- **WORK REQUEST**: The first line of the entries below, the line containing "const MAX_CERTIFICATE_DESCRIPTION_CHARS: usize", and every line between them should be repeated exactly, and nothing else.

- **SUPPLIED MATERIAL**:
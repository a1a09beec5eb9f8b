//! Write-side validation for stored resumes.
//!
//! Rendering never validates; it degrades. These rules only gate what the
//! store accepts, and every failing field is reported at once.

use std::sync::OnceLock;

use regex::Regex;

use crate::errors::{AppError, FieldError};
use crate::models::resume::ResumeDocument;
use crate::render::normalize::extract_year;

const MAX_TITLE_CHARS: usize = 100;
const MAX_SUMMARY_CHARS: usize = 500;
const MAX_EDUCATION_DESCRIPTION_CHARS: usize = 500;
const MAX_EXPERIENCE_DESCRIPTION_CHARS: usize = 1000;
const MAX_PROJECT_DESCRIPTION_CHARS: usize = 1000;
const MAX_CERTIFICATE_DESCRIPTION_CHARS: usize = 500;

fn email_re() -> &'static Regex {
    static RE: OnceLock<Regex> = OnceLock::new();
    RE.get_or_init(|| {
        Regex::new(r"(?i)^[A-Z0-9._%+-]+@[A-Z0-9.-]+\.[A-Z]{2,}$").expect("valid email regex")
    })
}

fn phone_re() -> &'static Regex {
    static RE: OnceLock<Regex> = OnceLock::new();
    RE.get_or_init(|| Regex::new(r"^\+?[\d\s\-()]+$").expect("valid phone regex"))
}

fn linkedin_re() -> &'static Regex {
    static RE: OnceLock<Regex> = OnceLock::new();
    RE.get_or_init(|| {
        Regex::new(r"(?i)^https?://(www\.)?linkedin\.com/.+").expect("valid linkedin regex")
    })
}

fn github_re() -> &'static Regex {
    static RE: OnceLock<Regex> = OnceLock::new();
    RE.get_or_init(|| {
        Regex::new(r"(?i)^https?://(www\.)?github\.com/.+").expect("valid github regex")
    })
}

fn http_url_re() -> &'static Regex {
    static RE: OnceLock<Regex> = OnceLock::new();
    RE.get_or_init(|| Regex::new(r"(?i)^https?://.+").expect("valid url regex"))
}

/// Collects field errors while walking a document.
#[derive(Default)]
struct Checker {
    errors: Vec<FieldError>,
}

impl Checker {
    fn required(&mut self, field: &str, value: &str, label: &str) {
        if value.trim().is_empty() {
            self.errors
                .push(FieldError::new(field, format!("{label} is required")));
        }
    }

    fn max_chars(&mut self, field: &str, value: Option<&str>, max: usize, label: &str) {
        if value.is_some_and(|v| v.trim().chars().count() > max) {
            self.errors.push(FieldError::new(
                field,
                format!("{label} cannot exceed {max} characters"),
            ));
        }
    }

    /// Blank optional values are accepted; present ones must match.
    fn pattern(&mut self, field: &str, value: Option<&str>, re: &Regex, message: &str) {
        if let Some(v) = value.map(str::trim).filter(|v| !v.is_empty()) {
            if !re.is_match(v) {
                self.errors.push(FieldError::new(field, message));
            }
        }
    }

    fn date(&mut self, field: &str, value: Option<&str>, label: &str) {
        match value.map(str::trim).filter(|v| !v.is_empty()) {
            None => self
                .errors
                .push(FieldError::new(field, format!("{label} is required"))),
            Some(v) if extract_year(Some(v)).is_none() => self
                .errors
                .push(FieldError::new(field, format!("{label} is not a valid date"))),
            Some(_) => {}
        }
    }
}

/// Validates a document before it is stored.
pub fn validate_document(doc: &ResumeDocument) -> Result<(), AppError> {
    let mut c = Checker::default();
    let info = &doc.personal_info;

    c.required("title", &doc.title, "Resume title");
    c.max_chars("title", Some(doc.title.as_str()), MAX_TITLE_CHARS, "Title");

    c.required("personalInfo.name", &info.name, "Name");
    if info.email.trim().is_empty() {
        c.required("personalInfo.email", &info.email, "Email");
    } else {
        c.pattern(
            "personalInfo.email",
            Some(info.email.as_str()),
            email_re(),
            "Valid email is required",
        );
    }
    c.pattern(
        "personalInfo.phone",
        info.phone.as_deref(),
        phone_re(),
        "Please enter a valid phone number",
    );
    c.pattern(
        "personalInfo.linkedin",
        info.linkedin.as_deref(),
        linkedin_re(),
        "Please enter a valid LinkedIn URL",
    );
    c.pattern(
        "personalInfo.github",
        info.github.as_deref(),
        github_re(),
        "Please enter a valid GitHub URL",
    );
    c.max_chars(
        "personalInfo.summary",
        info.summary.as_deref(),
        MAX_SUMMARY_CHARS,
        "Summary",
    );

    for (i, edu) in doc.education.iter().enumerate() {
        let at = |f: &str| format!("education[{i}].{f}");
        c.required(&at("degree"), &edu.degree, "Degree");
        c.required(&at("school"), &edu.school, "School/Institution");
        c.date(&at("startDate"), edu.start_date.as_deref(), "Start date");
        c.date(&at("endDate"), edu.end_date.as_deref(), "End date");
        c.max_chars(
            &at("description"),
            edu.description.as_deref(),
            MAX_EDUCATION_DESCRIPTION_CHARS,
            "Description",
        );
    }

    for (i, exp) in doc.experience.iter().enumerate() {
        let at = |f: &str| format!("experience[{i}].{f}");
        c.required(&at("company"), &exp.company, "Company name");
        c.required(&at("role"), &exp.role, "Role/Position");
        c.date(&at("startDate"), exp.start_date.as_deref(), "Start date");
        if !exp.is_current_role {
            c.date(&at("endDate"), exp.end_date.as_deref(), "End date");
        }
        c.max_chars(
            &at("description"),
            exp.description.as_deref(),
            MAX_EXPERIENCE_DESCRIPTION_CHARS,
            "Description",
        );
    }

    for (i, project) in doc.projects.iter().enumerate() {
        let at = |f: &str| format!("projects[{i}].{f}");
        c.required(&at("title"), &project.title, "Project title");
        c.required(
            &at("description"),
            project.description.as_deref().unwrap_or_default(),
            "Project description",
        );
        c.max_chars(
            &at("description"),
            project.description.as_deref(),
            MAX_PROJECT_DESCRIPTION_CHARS,
            "Description",
        );
        c.pattern(
            &at("link"),
            project.link.as_deref(),
            http_url_re(),
            "Please enter a valid URL",
        );
    }

    for (i, cert) in doc.certificates.iter().enumerate() {
        let at = |f: &str| format!("certificates[{i}].{f}");
        c.required(&at("title"), &cert.title, "Certificate title");
        c.required(&at("issuer"), &cert.issuer, "Issuer");
        c.date(&at("date"), cert.date.as_deref(), "Date");
        c.max_chars(
            &at("description"),
            cert.description.as_deref(),
            MAX_CERTIFICATE_DESCRIPTION_CHARS,
            "Description",
        );
        c.pattern(
            &at("link"),
            cert.link.as_deref(),
            http_url_re(),
            "Please enter a valid URL",
        );
    }

    if c.errors.is_empty() {
        Ok(())
    } else {
        Err(AppError::Validation(c.errors))
    }
}

#[cfg(test)]
mod tests {
    use super::*;
    use crate::models::resume::{ExperienceEntry, PersonalInfo, ProjectEntry};

    fn valid_document() -> ResumeDocument {
        ResumeDocument {
            title: "Platform roles".into(),
            personal_info: PersonalInfo {
                name: "Grace Hopper".into(),
                title: "Compiler Engineer".into(),
                email: "grace@example.com".into(),
                phone: Some("+1 (555) 010-2030".into()),
                linkedin: Some("https://www.linkedin.com/in/grace".into()),
                github: Some("https://github.com/grace".into()),
                ..Default::default()
            },
            experience: vec![ExperienceEntry {
                company: "Navy".into(),
                role: "Rear Admiral".into(),
                start_date: Some("1943-01-01".into()),
                end_date: None,
                is_current_role: true,
                ..Default::default()
            }],
            ..Default::default()
        }
    }

    fn field_names(result: Result<(), AppError>) -> Vec<String> {
        match result {
            Err(AppError::Validation(fields)) => fields.into_iter().map(|f| f.field).collect(),
            Err(other) => panic!("unexpected error: {other}"),
            Ok(()) => vec![],
        }
    }

    #[test]
    fn test_valid_document_passes() {
        assert!(validate_document(&valid_document()).is_ok());
    }

    #[test]
    fn test_missing_identity_fields_all_reported() {
        let doc = ResumeDocument::default();
        let fields = field_names(validate_document(&doc));
        assert!(fields.contains(&"title".to_string()));
        assert!(fields.contains(&"personalInfo.name".to_string()));
        assert!(fields.contains(&"personalInfo.email".to_string()));
    }

    #[test]
    fn test_bad_email_rejected() {
        let mut doc = valid_document();
        doc.personal_info.email = "grace-at-example".into();
        assert_eq!(
            field_names(validate_document(&doc)),
            vec!["personalInfo.email".to_string()]
        );
    }

    #[test]
    fn test_wrong_profile_hosts_rejected() {
        let mut doc = valid_document();
        doc.personal_info.linkedin = Some("https://example.com/grace".into());
        doc.personal_info.github = Some("github.com/grace".into());
        let fields = field_names(validate_document(&doc));
        assert_eq!(fields.len(), 2);
    }

    #[test]
    fn test_blank_optional_fields_accepted() {
        let mut doc = valid_document();
        doc.personal_info.phone = Some("   ".into());
        doc.personal_info.linkedin = Some(String::new());
        assert!(validate_document(&doc).is_ok());
    }

    #[test]
    fn test_end_date_required_unless_current_role() {
        let mut doc = valid_document();
        doc.experience[0].is_current_role = false;
        assert_eq!(
            field_names(validate_document(&doc)),
            vec!["experience[0].endDate".to_string()]
        );
    }

    #[test]
    fn test_unparseable_date_rejected() {
        let mut doc = valid_document();
        doc.experience[0].start_date = Some("the forties".into());
        assert_eq!(
            field_names(validate_document(&doc)),
            vec!["experience[0].startDate".to_string()]
        );
    }

    #[test]
    fn test_title_length_limit() {
        let mut doc = valid_document();
        doc.title = "x".repeat(101);
        assert_eq!(field_names(validate_document(&doc)), vec!["title".to_string()]);
    }

    #[test]
    fn test_project_requires_description_and_http_link() {
        let mut doc = valid_document();
        doc.projects.push(ProjectEntry {
            title: "COBOL".into(),
            description: None,
            link: Some("javascript:void(0)".into()),
            technologies: vec![],
        });
        assert_eq!(
            field_names(validate_document(&doc)),
            vec![
                "projects[0].description".to_string(),
                "projects[0].link".to_string()
            ]
        );
    }
}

- **FINISHED EXERCISE**:
repository a1a09beec5eb9f8b
//! Write-side validation for stored resumes.
//!
//! Rendering never validates; it degrades. These rules only gate what the
//! store accepts, and every failing field is reported at once.

use std::sync::OnceLock;

use regex::Regex;

use crate::errors::{AppError, FieldError};
use crate::models::resume::ResumeDocument;
use crate::render::normalize::extract_year;

const MAX_TITLE_CHARS: usize = 100;
const MAX_SUMMARY_CHARS: usize = 500;
const MAX_EDUCATION_DESCRIPTION_CHARS: usize = 500;
const MAX_EXPERIENCE_DESCRIPTION_CHARS: usize = 1000;
const MAX_PROJECT_DESCRIPTION_CHARS: usize = 1000;
const MAX_CERTIFICATE_DESCRIPTION_CHARS: usize = 500;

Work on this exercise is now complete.